Kyria followed the pair outside, oblivious to or uncaring of the appreciative looks the construction crews were giving her. “Hey, so, Axio,” she asked, “what’s with the eyes?”

Axio reflexively put a hand to his face. “Yes… my eyes are transforming,” he said quietly. “Solen and Ryaire have explained it as a sort of metamorphosis. I’m coming to resemble… well, for lack of a better term, resemble an angel.”

“Wow. Why?” Kyria asked.

Cavria frowned. It was a very personal question. Axio answered anyway, without hesitation. “Because I am becoming an exarch,” he said, very faintly. “In death, I’ll be Ryaire’s left hand.”

Kyria’s black eyes bugged out. “Really?” she breathlessly asked.

“Yes. But, you know, it’s not something I wish to trumpet, you know?” he asked. “Please keep it quiet.”

Kyria nodded. “My lips are sealed,” she said, making the classic gesture across her face.
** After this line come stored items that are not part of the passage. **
//! Detect pointer presses outside a set of page regions.
//!
//! SYSTEM CONTEXT
//! ==============
//! Menus close when the user presses anywhere outside them. The listener is
//! bound to `pointerdown`, which the browser dispatches before `click`, so a
//! menu never closes underneath its own item's click handler.

use leptos::html::Div;
use leptos::prelude::*;
#[cfg(feature = "hydrate")]
use wasm_bindgen::JsCast as _;

/// Report, for every `pointerdown` on the page, whether it landed inside each
/// of `regions`. The listener lives as long as the calling component.
///
/// An unmounted region always reports `true`, so it is never dismissed.
pub fn on_pointer_down<const N: usize, F>(regions: [NodeRef<Div>; N], handler: F)
where
    F: Fn([bool; N]) + 'static,
{
    #[cfg(feature = "hydrate")]
    {
        let handle = window_event_listener(leptos::ev::pointerdown, move |ev| {
            let target = ev.target().and_then(|t| t.dyn_into::<web_sys::Node>().ok());
            let inside = regions.map(|region| match region.get_untracked() {
                Some(el) => target.as_ref().is_some_and(|node| el.contains(Some(node))),
                None => true,
            });
            handler(inside);
        });
        on_cleanup(move || handle.remove());
    }
    #[cfg(not(feature = "hydrate"))]
    {
        let _ = (regions, handler);
    }
}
Her chocolate skin shone in the brilliant light through the angled windows overhead. Just like Luanea, she was the vision of perfect health.

“Kyria,” Cavria asked, “what sort of warrior are you? Are you a Paladin, like us?”

“Nope, I’m a Wizard,” she said. “I can more than keep up in a fight, though,” she added cheerfully.

“Good. Well, then, we’ll see you soon,” Cavria said. To her surprise, the other woman leaned forward for a quick hug and kiss on both Ryairans before bouncing back into the closed-off room, despite Cavria’s ugly costume.

“I can see why you like hanging around this place, Axio,” Cavria said cheekily. “You get a lot of hugs from pretty girls.”

Axio sighed tolerantly. One of the construction workers snickered. Both Paladins started walking back to their own temple.

“So does the worship of Eilistraee just naturally attract perky, beautiful women?” Cavria quipped.

“Yes, actually,” Axio said. “It’s kind of what they do. There’s also some rules against male priests of Eilistraee left, though those are fading.”

“Oh. Really? I didn’t know,” Cavria admitted. “I was kidding.”

“There are nearly as many male worshippers, just not many male clergy,” Axio explained. “It’s partly a drow affectation, but Eilistraee also prefers female clergy for some reason. I don’t feel it’s my place to ask.”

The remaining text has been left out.